Wont be using it to pull trees, just help it along to fall where I want it. I broke the last one goofing off pulling a cut log with my truck. IDIOT move but it happened so need a new one now.


----------



## ScotO (Jan 22, 2013)

swagler85 said:


> Wont be using it to pull trees, just help it along to fall where I want it. I broke the last one goofing off pulling a cut log with my truck. IDIOT move but it happened so need a new one now.


 I snapped an 8000# rope a long time ago on a catalpa tree.......and luckily noone got hurt and the tree didn't fall the wrong way.  When that rope snapped, it sounded like a 30.06 rifle going off, shot like a bullet too.  That's back when I was a bit naive, never again.  Live and learn, thank God I lived  through that!


----------



## swagler85 (Jan 22, 2013)

Scotty Overkill said:


> I snapped an 8000# rope a long time ago on a catalpa tree.......and luckily noone got hurt and the tree didn't fall the wrong way. When that rope snapped, it sounded like a 30.06 rifle going off, shot like a bullet too. That's back when I was a bit naive, never again. Live and learn, thank God I lived through that!


wow you are lucky nothing bad happened. 
I read a story about a few rednecks who felled a tree then tried to pull the whole thing up a hill with a few chains. One of the chains broke and hit the guy standing beside the truck in the jaw. Might have been on here a while ago.


----------



## Shmudda (Jan 22, 2013)

swagler85 said:


> Wont be using it to pull trees, just help it along to fall where I want it. I broke the last one goofing off pulling a cut log with my truck. IDIOT move but it happened so need a new one now.



Sean,

I had the same problem with regular rope. I bought a length of used climbing rope off EBay for dirt cheap and strong as hell. There are many climbers out there that slightly frey their ropes then don't trust them any more and will sell them cheap

Bought a few of them like this and they are perfect for tuggin!

Craig


----------



## swagler85 (Jan 22, 2013)

Shmudda said:


> Sean,
> 
> I had the same problem with regular rope. I bought a length of used climbing rope off EBay for dirt cheap and strong as hell. There are many climbers out there that slightly frey their ropes then don't trust them any more and will sell them cheap
> 
> ...


thats a good thought I'll look into that Thanks Craig


----------



## Boog (Jan 22, 2013)

swagler85 said:


> OK I broke the rope I was using for felling trees by trying to pull something with it using my truck. Want to buy something a little better for felling. So question is how long of a rope and how big/load of a rope are you using?


 
Getting ready to tackle that Maple?  I've got a lot of big chain!


----------



## swagler85 (Jan 23, 2013)

Boog Powell said:


> Getting ready to tackle that Maple? I've got a lot of big chain!

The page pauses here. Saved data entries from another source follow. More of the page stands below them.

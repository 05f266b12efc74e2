use std::sync::Arc;

use anyhow::Context;
use bike_radar::{
    AutoBookingController, Coordinate, NextbikeClient, RadarScheduler, Settings, SnapshotCache,
};
use clap::Parser;
use tracing::{info, warn};
use tracing_subscriber::EnvFilter;

const SESSION_ID: &str = "cli";

/// Keeps the nearest bookable bike reserved around a point.
#[derive(Parser, Debug)]
#[command(version, about)]
struct Args {
    /// Nextbike account phone number
    #[arg(long)]
    phone: String,

    /// Nextbike account PIN
    #[arg(long, env = "NEXTBIKE_PIN", hide_env_values = true)]
    pin: String,

    /// City name as listed by Nextbike, e.g. "Berlin"
    #[arg(long)]
    city: String,

    #[arg(long, allow_hyphen_values = true)]
    lat: f64,

    #[arg(long, allow_hyphen_values = true)]
    lon: f64,

    /// Search radius in meters
    #[arg(long)]
    radius: Option<u32>,
}

#[tokio::main]
async fn main() -> anyhow::Result<()> {
    dotenvy::dotenv().ok();

    let filter =
        EnvFilter::try_from_default_env().unwrap_or_else(|_| EnvFilter::new("bike_radar=info"));
    tracing_subscriber::fmt()
        .with_env_filter(filter)
        .with_target(false)
        .compact()
        .init();

    let args = Args::parse();
    let settings = Settings::from_env().context("loading settings")?;
    info!(client = ?settings.client, "starting bike radar");

    let client = Arc::new(NextbikeClient::new(settings.client.clone())?);
    let cache = Arc::new(SnapshotCache::new(settings.cache.clone()));
    cache
        .refresh(client.as_ref())
        .await
        .context("loading the first location snapshot")?;
    let refresher = cache.clone().spawn_refresher(client.clone());

    let controller = Arc::new(AutoBookingController::new(
        client.clone(),
        cache.clone(),
        settings.radar.clone(),
    ));

    let session = controller.select_city(&args.city)?;
    let mut session = controller.login(&session, &args.phone, &args.pin).await?;
    session.set_center(Coordinate::new(args.lat, args.lon));
    if let Some(radius) = args.radius {
        session.set_radius(radius, controller.config())?;
    }

    let scheduler = RadarScheduler::new(controller);
    let mut reports = scheduler.start(SESSION_ID, session).await;
    scheduler.enable(SESSION_ID).await?;

    loop {
        tokio::select! {
            _ = tokio::signal::ctrl_c() => {
                info!("interrupted, shutting down");
                break;
            }
            changed = reports.changed() => {
                if changed.is_err() {
                    warn!("session task ended");
                    break;
                }
                let report = reports.borrow_and_update().clone();
                info!(state = ?report.state, "{}", report.status);
            }
        }
    }

    scheduler.shutdown().await;
    refresher.abort();
    Ok(())
}
//! Proposals, their lifecycle and per-voter cast records.

use edao_types::{BlockHeight, Principal};
use serde::{Deserialize, Serialize};

/// Where a proposal is in its lifecycle at a given height.
#[derive(Clone, Copy, Debug, PartialEq, Eq, Serialize, Deserialize)]
pub enum ProposalStatus {
    /// Submitted, voting has not opened.
    Pending,
    /// Accepting votes: `start <= height < end`.
    Active,
    /// Voting closed, not yet concluded.
    Ended,
    /// Outcome fixed.
    Concluded,
}

/// Which side a vote was cast on.
#[derive(Clone, Copy, Debug, PartialEq, Eq, Hash, Serialize, Deserialize)]
#[serde(rename_all = "lowercase")]
pub enum VoteDirection {
    For,
    Against,
}

impl VoteDirection {
    pub fn from_bool(in_favour: bool) -> Self {
        if in_favour {
            Self::For
        } else {
            Self::Against
        }
    }

    pub fn is_for(&self) -> bool {
        matches!(self, Self::For)
    }
}

impl From<bool> for VoteDirection {
    fn from(in_favour: bool) -> Self {
        Self::from_bool(in_favour)
    }
}

/// A proposal registered with the voting engine.
#[derive(Clone, Debug, PartialEq, Eq, Serialize, Deserialize)]
pub struct Proposal {
    pub proposer: Principal,
    pub start_block_height: BlockHeight,
    pub end_block_height: BlockHeight,
    pub votes_for: u128,
    pub votes_against: u128,
    pub concluded: bool,
    pub passed: bool,
}

impl Proposal {
    pub fn new(proposer: Principal, start: BlockHeight, end: BlockHeight) -> Self {
        Self {
            proposer,
            start_block_height: start,
            end_block_height: end,
            votes_for: 0,
            votes_against: 0,
            concluded: false,
            passed: false,
        }
    }

    pub fn status(&self, height: BlockHeight) -> ProposalStatus {
        if self.concluded {
            ProposalStatus::Concluded
        } else if height < self.start_block_height {
            ProposalStatus::Pending
        } else if height < self.end_block_height {
            ProposalStatus::Active
        } else {
            ProposalStatus::Ended
        }
    }

    pub fn tally(&self, direction: VoteDirection) -> u128 {
        match direction {
            VoteDirection::For => self.votes_for,
            VoteDirection::Against => self.votes_against,
        }
    }

    pub(crate) fn tally_mut(&mut self, direction: VoteDirection) -> &mut u128 {
        match direction {
            VoteDirection::For => &mut self.votes_for,
            VoteDirection::Against => &mut self.votes_against,
        }
    }

    pub fn total_votes(&self) -> u128 {
        self.votes_for.saturating_add(self.votes_against)
    }
}

/// Amount a voter currently has cast on one proposal, per direction.
#[derive(Clone, Copy, Debug, Default, PartialEq, Eq, Serialize, Deserialize)]
pub struct VoteRecord {
    pub cast_for: u128,
    pub cast_against: u128,
}

impl VoteRecord {
    pub fn cast(&self, direction: VoteDirection) -> u128 {
        match direction {
            VoteDirection::For => self.cast_for,
            VoteDirection::Against => self.cast_against,
        }
    }

    pub(crate) fn cast_mut(&mut self, direction: VoteDirection) -> &mut u128 {
        match direction {
            VoteDirection::For => &mut self.cast_for,
            VoteDirection::Against => &mut self.cast_against,
        }
    }

    pub fn total(&self) -> u128 {
        self.cast_for.saturating_add(self.cast_against)
    }

    pub fn is_empty(&self) -> bool {
        self.total() == 0
    }
}
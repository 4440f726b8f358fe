//! Events emitted by transactions, and a bus for observers.

use edao_governance::VotingEvent;
use edao_sale::SaleEvent;
use edao_token::TokenEvent;
use edao_treasury::TreasuryEvent;
use serde::Serialize;

use crate::dao::DaoEvent;

/// An event from any contract, tagged with its source.
#[derive(Clone, Debug, PartialEq, Eq, Serialize)]
#[serde(tag = "contract", content = "event", rename_all = "kebab-case")]
pub enum ChainEvent {
    Dao(DaoEvent),
    Token(TokenEvent),
    Voting(VotingEvent),
    Treasury(TreasuryEvent),
    Sale(SaleEvent),
}

/// Synchronous fan-out bus for events of accepted transactions.
///
/// Listeners run inline while the block is mined; keep them fast.
pub struct EventBus {
    listeners: Vec<Box<dyn Fn(&ChainEvent) + Send + Sync>>,
}

impl EventBus {
    pub fn new() -> Self {
        Self {
            listeners: Vec::new(),
        }
    }

    pub fn subscribe(&mut self, listener: Box<dyn Fn(&ChainEvent) + Send + Sync>) {
        self.listeners.push(listener);
    }

    pub fn emit(&self, event: &ChainEvent) {
        for listener in &self.listeners {
            listener(event);
        }
    }
}

impl Default for EventBus {
    fn default() -> Self {
        Self::new()
    }
}

impl std::fmt::Debug for EventBus {
    fn fmt(&self, f: &mut std::fmt::Formatter<'_>) -> std::fmt::Result {
        f.debug_struct("EventBus")
            .field("listeners", &self.listeners.len())
            .finish()
    }
}

#[cfg(test)]
mod tests {
    use super::*;
    use edao_types::Principal;
    use std::sync::{
        atomic::{AtomicUsize, Ordering},
        Arc,
    };

    fn lock_event() -> ChainEvent {
        ChainEvent::Token(TokenEvent::TransferLock { locked: true })
    }

    #[test]
    fn emit_calls_all_listeners() {
        let counter = Arc::new(AtomicUsize::new(0));
        let mut bus = EventBus::new();

        let c1 = Arc::clone(&counter);
        bus.subscribe(Box::new(move |_| {
            c1.fetch_add(1, Ordering::SeqCst);
        }));
        let c2 = Arc::clone(&counter);
        bus.subscribe(Box::new(move |_| {
            c2.fetch_add(10, Ordering::SeqCst);
        }));

        bus.emit(&lock_event());
        assert_eq!(counter.load(Ordering::SeqCst), 11);
    }

    #[test]
    fn emit_with_no_listeners_is_noop() {
        EventBus::default().emit(&lock_event());
    }

    #[test]
    fn events_serialise_with_their_contract() {
        let event = ChainEvent::Dao(DaoEvent::Execute {
            proposal: Principal::new("ST1D.edp001"),
        });
        let json = serde_json::to_value(&event).unwrap();
        assert_eq!(json["contract"], "dao");
        assert_eq!(json["event"]["event"], "execute");
        assert_eq!(json["event"]["proposal"], "ST1D.edp001");
    }
}
use proptest::prelude::*;

use edao_token::{GovernanceToken, TokenMetadata};
use edao_types::{OpenAuthority, Principal};

const HOLDERS: [&str; 4] = ["phil", "daisy", "bobby", "ward"];

#[derive(Clone, Debug)]
enum Op {
    Delegate { amount: u128, to: usize, from: usize },
    Rescind { amount: u128, from: usize, delegator: usize },
    Lock { amount: u128, owner: usize },
    Unlock { amount: u128, owner: usize },
    Transfer { amount: u128, from: usize, to: usize },
}

fn op() -> impl Strategy<Value = Op> {
    let idx = 0usize..HOLDERS.len();
    let amt = 0u128..1500;
    prop_oneof![
        (amt.clone(), idx.clone(), idx.clone()).prop_map(|(amount, to, from)| Op::Delegate { amount, to, from }),
        (amt.clone(), idx.clone(), idx.clone()).prop_map(|(amount, from, delegator)| Op::Rescind { amount, from, delegator }),
        (amt.clone(), idx.clone()).prop_map(|(amount, owner)| Op::Lock { amount, owner }),
        (amt.clone(), idx.clone()).prop_map(|(amount, owner)| Op::Unlock { amount, owner }),
        (amt, idx.clone(), idx).prop_map(|(amount, from, to)| Op::Transfer { amount, from, to }),
    ]
}

fn p(i: usize) -> Principal {
    Principal::new(HOLDERS[i])
}

fn setup() -> GovernanceToken {
    let mut token = GovernanceToken::new(Principal::new("ST1.edao-token"), TokenMetadata::default());
    let dao = Principal::new("ST1.edao-core");
    for (i, amount) in [1000u128, 1000, 1000, 0].iter().enumerate() {
        if *amount > 0 {
            token.edg_mint(*amount, &p(i), &dao, &OpenAuthority).unwrap();
        }
    }
    token
}

/// Applies one operation; failures are expected and ignored.
fn apply(token: &mut GovernanceToken, op: &Op) {
    let _ = match *op {
        Op::Delegate { amount, to, from } => token.edg_delegate(amount, &p(to), &p(from), &p(from), &OpenAuthority),
        Op::Rescind { amount, from, delegator } => token
            .edg_rescind(amount, &p(from), &p(delegator), &p(delegator), &OpenAuthority)
            .map(|_| ()),
        Op::Lock { amount, owner } => token.lock(amount, &p(owner)),
        Op::Unlock { amount, owner } => token.unlock(amount, &p(owner)),
        Op::Transfer { amount, from, to } => token.transfer(amount, &p(from), &p(to), None, &p(from), &OpenAuthority),
    };
}

fn check_invariants(token: &GovernanceToken) -> Result<(), TestCaseError> {
    let sum: u128 = (0..HOLDERS.len()).map(|i| token.get_balance(&p(i))).sum();
    prop_assert_eq!(sum, token.get_total_supply());
    prop_assert_eq!(sum, 3000);

    for i in 0..HOLDERS.len() {
        let who = p(i);
        prop_assert!(token.get_locked(&who) <= token.get_balance(&who));

        let out: u128 = (0..HOLDERS.len()).map(|j| token.get_delegating(&who, &p(j))).sum();
        prop_assert_eq!(out, token.get_delegated_out(&who));

        let held: u128 = (0..HOLDERS.len()).map(|j| token.get_delegating(&p(j), &who)).sum();
        prop_assert_eq!(held, token.get_total_delegated(&who));
    }
    Ok(())
}

proptest! {
    /// Balances, supply, the lock bound and both delegation sums hold after
    /// any sequence of operations.
    #[test]
    fn invariants_hold(ops in prop::collection::vec(op(), 1..60)) {
        let mut token = setup();
        for op in &ops {
            apply(&mut token, op);
            check_invariants(&token)?;
        }
    }

    /// A failed operation leaves the ledger untouched.
    #[test]
    fn failures_do_not_mutate(ops in prop::collection::vec(op(), 1..40)) {
        let mut token = setup();
        for op in &ops {
            let before = token.snapshot();
            let result = match *op {
                Op::Delegate { amount, to, from } => token.edg_delegate(amount, &p(to), &p(from), &p(from), &OpenAuthority),
                Op::Rescind { amount, from, delegator } => token
                    .edg_rescind(amount, &p(from), &p(delegator), &p(delegator), &OpenAuthority)
                    .map(|_| ()),
                Op::Lock { amount, owner } => token.lock(amount, &p(owner)),
                Op::Unlock { amount, owner } => token.unlock(amount, &p(owner)),
                Op::Transfer { amount, from, to } => token.transfer(amount, &p(from), &p(to), None, &p(from), &OpenAuthority),
            };
            if result.is_err() {
                let after = token.snapshot();
                prop_assert_eq!(before.accounts, after.accounts);
                prop_assert_eq!(before.delegating, after.delegating);
            }
        }
    }

    /// edg_rescind returns min(amount, balance - locked) whenever the amount
    /// is within the delegated claim, and fails iff that is zero.
    #[test]
    fn rescind_is_capped(delegated in 1u128..1000, locked in 0u128..2000, amount in 0u128..1000) {
        let mut token = setup();
        let (daisy, ward) = (p(1), p(3));
        token.edg_delegate(delegated, &ward, &daisy, &daisy, &OpenAuthority).unwrap();
        let locked = locked.min(delegated);
        if locked > 0 {
            token.lock(locked, &ward).unwrap();
        }
        let expected = amount.min(token.get_balance(&ward) - token.get_locked(&ward));
        let result = token.edg_rescind(amount, &ward, &daisy, &daisy, &OpenAuthority);
        if amount > delegated {
            prop_assert!(result.is_err());
        } else if expected == 0 {
            prop_assert!(result.is_err());
        } else {
            prop_assert_eq!(result.unwrap(), expected);
            prop_assert_eq!(token.get_delegating(&daisy, &ward), delegated - expected);
        }
    }
}
//! Submission parameters adjustable by the DAO.

use edao_types::GovernanceParams;
use serde::{Deserialize, Serialize};

/// A parameter of the proposal submission extension.
#[derive(Clone, Copy, Debug, PartialEq, Eq, Hash, Serialize, Deserialize)]
#[serde(rename_all = "kebab-case")]
pub enum SubmissionParameter {
    ProposalDuration,
    MinimumProposalStartDelay,
    MaximumProposalStartDelay,
    ProposeThreshold,
}

impl SubmissionParameter {
    pub const ALL: [Self; 4] = [
        Self::ProposalDuration,
        Self::MinimumProposalStartDelay,
        Self::MaximumProposalStartDelay,
        Self::ProposeThreshold,
    ];

    /// On-chain name of this parameter.
    pub fn name(&self) -> &'static str {
        match self {
            Self::ProposalDuration => "proposal-duration",
            Self::MinimumProposalStartDelay => "minimum-proposal-start-delay",
            Self::MaximumProposalStartDelay => "maximum-proposal-start-delay",
            Self::ProposeThreshold => "propose-threshold",
        }
    }

    pub fn from_name(name: &str) -> Option<Self> {
        Self::ALL.into_iter().find(|p| p.name() == name)
    }

    pub fn get(&self, params: &GovernanceParams) -> u128 {
        match self {
            Self::ProposalDuration => params.proposal_duration.into(),
            Self::MinimumProposalStartDelay => params.minimum_proposal_start_delay.into(),
            Self::MaximumProposalStartDelay => params.maximum_proposal_start_delay.into(),
            Self::ProposeThreshold => params.propose_threshold.into(),
        }
    }

    /// Values saturate at `u64::MAX`.
    pub fn set(&self, params: &mut GovernanceParams, value: u128) {
        let value = u64::try_from(value).unwrap_or(u64::MAX);
        match self {
            Self::ProposalDuration => params.proposal_duration = value,
            Self::MinimumProposalStartDelay => params.minimum_proposal_start_delay = value,
            Self::MaximumProposalStartDelay => params.maximum_proposal_start_delay = value,
            Self::ProposeThreshold => params.propose_threshold = value,
        }
    }
}

#[cfg(test)]
mod tests {
    use super::*;

    #[test]
    fn names_round_trip() {
        for p in SubmissionParameter::ALL {
            assert_eq!(SubmissionParameter::from_name(p.name()), Some(p));
        }
        assert_eq!(SubmissionParameter::from_name("quorum"), None);
    }

    #[test]
    fn defaults_are_readable() {
        let params = GovernanceParams::default();
        assert_eq!(SubmissionParameter::ProposalDuration.get(&params), 1440);
        assert_eq!(SubmissionParameter::MinimumProposalStartDelay.get(&params), 144);
        assert_eq!(SubmissionParameter::MaximumProposalStartDelay.get(&params), 1008);
        assert_eq!(SubmissionParameter::ProposeThreshold.get(&params), 0);
    }
}
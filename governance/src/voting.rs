//! Proposal voting engine.
//!
//! Votes are governance tokens locked on the voter's account for as long as
//! the vote counts. A delegate votes with own plus delegated custody; while a
//! proposal is live (and outside the rescind time lock) a delegator can pull
//! delegated tokens back out of the delegate's cast votes, which reduces the
//! tally before the tokens travel home through the ledger's rescind path.
//!
//! Every operation takes the ledger and the current height explicitly.

use crate::error::VotingError;
use crate::event::VotingEvent;
use crate::proposal::{Proposal, ProposalStatus, VoteDirection, VoteRecord};
use edao_token::GovernanceToken;
use edao_types::{Authority, BlockHeight, GovernanceParams, Principal};
use serde::{Deserialize, Serialize};
use std::collections::{BTreeMap, HashMap};
use tracing::{debug, info};

#[derive(Clone, Debug)]
pub struct VotingEngine {
    principal: Principal,
    token: Principal,
    params: GovernanceParams,
    proposals: BTreeMap<Principal, Proposal>,
    /// (proposal, voter) -> amounts currently cast.
    votes: HashMap<(Principal, Principal), VoteRecord>,
    events: Vec<VotingEvent>,
}

impl VotingEngine {
    /// `principal` is this engine's own contract principal (the caller it
    /// presents to the ledger); `token` is the only token it accepts votes in.
    pub fn new(principal: Principal, token: Principal, params: GovernanceParams) -> Self {
        Self {
            principal,
            token,
            params,
            proposals: BTreeMap::new(),
            votes: HashMap::new(),
            events: Vec::new(),
        }
    }

    pub fn principal(&self) -> &Principal {
        &self.principal
    }

    pub fn token(&self) -> &Principal {
        &self.token
    }

    pub fn params(&self) -> &GovernanceParams {
        &self.params
    }

    pub fn get_proposal_data(&self, proposal: &Principal) -> Option<&Proposal> {
        self.proposals.get(proposal)
    }

    pub fn proposals(&self) -> impl Iterator<Item = (&Principal, &Proposal)> {
        self.proposals.iter()
    }

    /// What `voter` currently has cast on `proposal`.
    pub fn get_current_total_votes(&self, proposal: &Principal, voter: &Principal) -> VoteRecord {
        self.votes
            .get(&(proposal.clone(), voter.clone()))
            .copied()
            .unwrap_or_default()
    }

    pub fn status(&self, proposal: &Principal, height: BlockHeight) -> Option<ProposalStatus> {
        self.proposals.get(proposal).map(|p| p.status(height))
    }

    pub fn take_events(&mut self) -> Vec<VotingEvent> {
        std::mem::take(&mut self.events)
    }

    fn check_token(&self, token: &Principal) -> Result<(), VotingError> {
        if token == &self.token {
            Ok(())
        } else {
            Err(VotingError::NotGovernanceToken)
        }
    }

    fn proposal(&self, proposal: &Principal) -> Result<&Proposal, VotingError> {
        self.proposals
            .get(proposal)
            .ok_or_else(|| VotingError::UnknownProposal(proposal.to_string()))
    }

    // ── Registration ─────────────────────────────────────────────────────

    /// Register a proposal. Only extensions (the submission contract) may.
    pub fn add_proposal(
        &mut self,
        proposal: &Principal,
        start: BlockHeight,
        end: BlockHeight,
        proposer: &Principal,
        caller: &Principal,
        auth: &impl Authority,
    ) -> Result<(), VotingError> {
        if !auth.is_dao_or_extension(caller) {
            return Err(VotingError::Unauthorised);
        }
        if self.proposals.contains_key(proposal) {
            return Err(VotingError::ProposalAlreadyExists(proposal.to_string()));
        }
        self.proposals
            .insert(proposal.clone(), Proposal::new(proposer.clone(), start, end));
        info!(%proposal, %proposer, %start, %end, "proposal added");
        self.events.push(VotingEvent::Propose {
            proposal: proposal.clone(),
            proposer: proposer.clone(),
            start_block_height: start,
            end_block_height: end,
        });
        Ok(())
    }

    // ── Voting ───────────────────────────────────────────────────────────

    /// Cast `amount` on `proposal`, locking it on the voter's account.
    ///
    /// A voter may cast in both directions; each is tracked separately.
    #[allow(clippy::too_many_arguments)]
    pub fn vote(
        &mut self,
        amount: u128,
        direction: VoteDirection,
        proposal: &Principal,
        token: &Principal,
        voter: &Principal,
        ledger: &mut GovernanceToken,
        auth: &impl Authority,
        height: BlockHeight,
    ) -> Result<(), VotingError> {
        self.check_token(token)?;
        if self.proposal(proposal)?.status(height) != ProposalStatus::Active {
            return Err(VotingError::ProposalInactive);
        }
        ledger.edg_lock(amount, voter, &self.principal, auth)?;

        if let Some(data) = self.proposals.get_mut(proposal) {
            let tally = data.tally_mut(direction);
            *tally = tally.saturating_add(amount);
        }
        let record = self
            .votes
            .entry((proposal.clone(), voter.clone()))
            .or_default();
        let cast = record.cast_mut(direction);
        *cast = cast.saturating_add(amount);

        debug!(%proposal, %voter, ?direction, amount, "vote cast");
        self.events.push(VotingEvent::Vote {
            proposal: proposal.clone(),
            voter: voter.clone(),
            direction,
            amount,
        });
        Ok(())
    }

    /// Pull up to `amount` of `delegator`'s delegated tokens out of the
    /// votes `proxy` cast on a live proposal and return them to the
    /// delegator.
    ///
    /// The realised amount is `min(amount, cast)` and is returned. The tally
    /// and the proxy's cast record drop by it, the proxy's lock is released
    /// by it, and the tokens go back through the ledger's rescind path.
    #[allow(clippy::too_many_arguments)]
    pub fn rescind_votes(
        &mut self,
        amount: u128,
        direction: VoteDirection,
        proxy: &Principal,
        proposal: &Principal,
        token: &Principal,
        delegator: &Principal,
        ledger: &mut GovernanceToken,
        auth: &impl Authority,
        height: BlockHeight,
    ) -> Result<u128, VotingError> {
        self.check_token(token)?;
        let data = self.proposal(proposal)?;
        if data.concluded {
            return Err(VotingError::ProposalAlreadyConcluded);
        }
        let remaining = height.blocks_until(data.end_block_height);
        if remaining < self.params.rescind_time_lock {
            return Err(VotingError::RescindTimeLockActive {
                remaining,
                lock: self.params.rescind_time_lock,
            });
        }
        let key = (proposal.clone(), proxy.clone());
        let cast = self
            .votes
            .get(&key)
            .map(|r| r.cast(direction))
            .unwrap_or(0);
        if cast == 0 {
            return Err(VotingError::RescindingMoreThanCast);
        }
        let effective = amount.min(cast);
        let delegated = ledger.get_delegating(delegator, proxy);
        if effective > delegated {
            return Err(VotingError::RescindingMoreThanDelegated {
                requested: effective,
                delegated,
            });
        }

        ledger.edg_unlock(effective, proxy, &self.principal, auth)?;
        let returned = ledger.edg_rescind(effective, proxy, delegator, &self.principal, auth)?;

        if let Some(data) = self.proposals.get_mut(proposal) {
            let tally = data.tally_mut(direction);
            *tally = tally.saturating_sub(effective);
        }
        if let Some(record) = self.votes.get_mut(&key) {
            let cast = record.cast_mut(direction);
            *cast = cast.saturating_sub(effective);
            if record.is_empty() {
                self.votes.remove(&key);
            }
        }

        debug!(%proposal, %proxy, %delegator, ?direction, requested = amount, returned, "votes rescinded");
        Ok(returned)
    }

    /// Unlock everything `voter` still has cast on a proposal that has
    /// ended. Returns `false` (and changes nothing) when nothing remains.
    pub fn reclaim_votes(
        &mut self,
        proposal: &Principal,
        token: &Principal,
        voter: &Principal,
        ledger: &mut GovernanceToken,
        auth: &impl Authority,
        height: BlockHeight,
    ) -> Result<bool, VotingError> {
        self.check_token(token)?;
        match self.proposal(proposal)?.status(height) {
            ProposalStatus::Pending | ProposalStatus::Active => {
                return Err(VotingError::ProposalNotConcluded)
            }
            ProposalStatus::Ended | ProposalStatus::Concluded => {}
        }
        let key = (proposal.clone(), voter.clone());
        let total = self.votes.get(&key).map(VoteRecord::total).unwrap_or(0);
        if total == 0 {
            return Ok(false);
        }
        ledger.edg_unlock(total, voter, &self.principal, auth)?;
        self.votes.remove(&key);
        debug!(%proposal, %voter, amount = total, "votes reclaimed");
        Ok(true)
    }

    /// Fix the outcome of an ended proposal. Returns whether it passed.
    ///
    /// Executing a passed proposal is the caller's job.
    pub fn conclude(
        &mut self,
        proposal: &Principal,
        height: BlockHeight,
    ) -> Result<bool, VotingError> {
        let data = self.proposal(proposal)?;
        match data.status(height) {
            ProposalStatus::Concluded => return Err(VotingError::ProposalAlreadyConcluded),
            ProposalStatus::Pending | ProposalStatus::Active => {
                return Err(VotingError::EndBlockHeightNotReached {
                    now: height.as_u64(),
                    end: data.end_block_height.as_u64(),
                })
            }
            ProposalStatus::Ended => {}
        }
        let passed = self.params.passes(data.votes_for, data.votes_against);
        if let Some(data) = self.proposals.get_mut(proposal) {
            data.concluded = true;
            data.passed = passed;
            info!(
                %proposal,
                votes_for = data.votes_for,
                votes_against = data.votes_against,
                passed,
                "proposal concluded"
            );
        }
        self.events.push(VotingEvent::Conclude {
            proposal: proposal.clone(),
            passed,
        });
        Ok(passed)
    }
}

/// Serializable snapshot of the voting engine.
#[derive(Clone, Debug, Serialize, Deserialize)]
pub struct VotingSnapshot {
    pub principal: Principal,
    pub token: Principal,
    pub params: GovernanceParams,
    pub proposals: Vec<(Principal, Proposal)>,
    pub votes: Vec<(Principal, Principal, VoteRecord)>,
}

impl VotingEngine {
    pub fn snapshot(&self) -> VotingSnapshot {
        let mut votes: Vec<_> = self
            .votes
            .iter()
            .map(|((proposal, voter), record)| (proposal.clone(), voter.clone(), *record))
            .collect();
        votes.sort_by(|a, b| (&a.0, &a.1).cmp(&(&b.0, &b.1)));
        VotingSnapshot {
            principal: self.principal.clone(),
            token: self.token.clone(),
            params: self.params.clone(),
            proposals: self
                .proposals
                .iter()
                .map(|(k, v)| (k.clone(), v.clone()))
                .collect(),
            votes,
        }
    }

    pub fn from_snapshot(snapshot: VotingSnapshot) -> Self {
        Self {
            principal: snapshot.principal,
            token: snapshot.token,
            params: snapshot.params,
            proposals: snapshot.proposals.into_iter().collect(),
            votes: snapshot
                .votes
                .into_iter()
                .map(|(proposal, voter, record)| ((proposal, voter), record))
                .collect(),
            events: Vec::new(),
        }
    }

    pub fn save_state(&self) -> Result<Vec<u8>, VotingError> {
        bincode::serialize(&self.snapshot()).map_err(|e| VotingError::Snapshot(e.to_string()))
    }

    pub fn load_state(data: &[u8]) -> Result<Self, VotingError> {
        bincode::deserialize::<VotingSnapshot>(data)
            .map(Self::from_snapshot)
            .map_err(|e| VotingError::Snapshot(e.to_string()))
    }
}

actually gona take out a few pines on another propperty. Im gona use chains on that one. But still want a felling rope to have around for felling in general


----------



## smokinj (Jan 23, 2013)

Heres what I use in 5/8 Buy as bag for it too. http://www.baileysonline.com/search.asp?SKW=blackmax bull&catID=295


----------



## computeruser (Jan 23, 2013)

3/4" StableBraid works well.  You'll need a throw bag and line to set it, though, this stuff isn't light.  But it is plenty strong and ties off to a tow hook with a cat paw and holds nicely.


----------



## KodiakII (Jan 23, 2013)

Be careful with wire rope (not cable there is a difference...look it up) if you don't have them made up with swaged on ends  clamps can be installed incorrectly.  Hint- remember "you don't throw a saddle over a dead horse".


----------



## EatenByLimestone (Jan 25, 2013)

The last tree I wanted a rope to help guide, I used the anchor rope off the boat.  I only wanted a little motivating tension on it though.  I wasn't trying to pull it down.

Matt


----------